[Description of the task]: Give every entry again, word for word.
== Segment start ==
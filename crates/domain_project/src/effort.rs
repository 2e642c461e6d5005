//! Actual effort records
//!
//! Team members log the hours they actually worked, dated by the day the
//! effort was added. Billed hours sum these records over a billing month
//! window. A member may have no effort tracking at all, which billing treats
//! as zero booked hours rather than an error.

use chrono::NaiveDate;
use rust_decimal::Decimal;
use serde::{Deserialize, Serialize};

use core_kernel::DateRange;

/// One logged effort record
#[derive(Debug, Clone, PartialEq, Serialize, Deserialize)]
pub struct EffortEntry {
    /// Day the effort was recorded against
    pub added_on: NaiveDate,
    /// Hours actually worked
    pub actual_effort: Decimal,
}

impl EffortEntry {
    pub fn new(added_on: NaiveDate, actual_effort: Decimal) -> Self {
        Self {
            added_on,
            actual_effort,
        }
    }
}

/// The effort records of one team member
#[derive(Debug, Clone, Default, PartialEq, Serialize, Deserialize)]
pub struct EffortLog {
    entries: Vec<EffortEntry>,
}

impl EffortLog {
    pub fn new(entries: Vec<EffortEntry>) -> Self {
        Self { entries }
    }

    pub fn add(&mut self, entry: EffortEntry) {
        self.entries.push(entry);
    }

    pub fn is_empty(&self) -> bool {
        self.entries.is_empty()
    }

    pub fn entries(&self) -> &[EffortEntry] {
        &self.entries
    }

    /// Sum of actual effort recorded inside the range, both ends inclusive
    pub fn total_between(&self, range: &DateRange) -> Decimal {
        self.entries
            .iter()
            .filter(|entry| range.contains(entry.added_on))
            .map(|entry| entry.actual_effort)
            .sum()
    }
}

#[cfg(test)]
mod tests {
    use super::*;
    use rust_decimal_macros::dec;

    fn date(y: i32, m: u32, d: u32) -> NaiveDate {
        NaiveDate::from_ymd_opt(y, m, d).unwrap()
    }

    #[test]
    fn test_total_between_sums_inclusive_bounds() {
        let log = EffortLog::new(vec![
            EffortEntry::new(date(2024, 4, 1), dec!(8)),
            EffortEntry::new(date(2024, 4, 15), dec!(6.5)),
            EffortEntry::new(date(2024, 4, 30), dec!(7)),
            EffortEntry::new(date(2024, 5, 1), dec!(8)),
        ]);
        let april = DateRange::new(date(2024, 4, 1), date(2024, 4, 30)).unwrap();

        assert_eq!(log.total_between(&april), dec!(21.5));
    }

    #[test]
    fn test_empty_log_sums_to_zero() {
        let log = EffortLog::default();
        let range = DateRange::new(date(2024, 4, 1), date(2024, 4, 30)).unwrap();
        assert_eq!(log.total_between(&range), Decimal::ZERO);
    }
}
== Segment end ==
[Task answer]:
filename crates/domain_project/src/effort.rs
repository 2e642c461e6d5005
//! Actual effort records
//!
//! Team members log the hours they actually worked, dated by the day the
//! effort was added. Billed hours sum these records over a billing month
//! window. A member may have no effort tracking at all, which billing treats
//! as zero booked hours rather than an error.

use chrono::NaiveDate;
use rust_decimal::Decimal;
use serde::{Deserialize, Serialize};

use core_kernel::DateRange;

/// One logged effort record
#[derive(Debug, Clone, PartialEq, Serialize, Deserialize)]
pub struct EffortEntry {
    /// Day the effort was recorded against
    pub added_on: NaiveDate,
    /// Hours actually worked
    pub actual_effort: Decimal,
}

impl EffortEntry {
    pub fn new(added_on: NaiveDate, actual_effort: Decimal) -> Self {
        Self {
            added_on,
            actual_effort,
        }
    }
}

/// The effort records of one team member
#[derive(Debug, Clone, Default, PartialEq, Serialize, Deserialize)]
pub struct EffortLog {
    entries: Vec<EffortEntry>,
}

impl EffortLog {
    pub fn new(entries: Vec<EffortEntry>) -> Self {
        Self { entries }
    }

    pub fn add(&mut self, entry: EffortEntry) {
        self.entries.push(entry);
    }

    pub fn is_empty(&self) -> bool {
        self.entries.is_empty()
    }

    pub fn entries(&self) -> &[EffortEntry] {
        &self.entries
    }

    /// Sum of actual effort recorded inside the range, both ends inclusive
    pub fn total_between(&self, range: &DateRange) -> Decimal {
        self.entries
            .iter()
            .filter(|entry| range.contains(entry.added_on))
            .map(|entry| entry.actual_effort)
            .sum()
    }
}

#[cfg(test)]
mod tests {
    use super::*;
    use rust_decimal_macros::dec;

    fn date(y: i32, m: u32, d: u32) -> NaiveDate {
        NaiveDate::from_ymd_opt(y, m, d).unwrap()
    }

    #[test]
    fn test_total_between_sums_inclusive_bounds() {
        let log = EffortLog::new(vec![
            EffortEntry::new(date(2024, 4, 1), dec!(8)),
            EffortEntry::new(date(2024, 4, 15), dec!(6.5)),
            EffortEntry::new(date(2024, 4, 30), dec!(7)),
            EffortEntry::new(date(2024, 5, 1), dec!(8)),
        ]);
        let april = DateRange::new(date(2024, 4, 1), date(2024, 4, 30)).unwrap();

        assert_eq!(log.total_between(&april), dec!(21.5));
    }

    #[test]
    fn test_empty_log_sums_to_zero() {
        let log = EffortLog::default();
        let range = DateRange::new(date(2024, 4, 1), date(2024, 4, 30)).unwrap();
        assert_eq!(log.total_between(&range), Decimal::ZERO);
    }
}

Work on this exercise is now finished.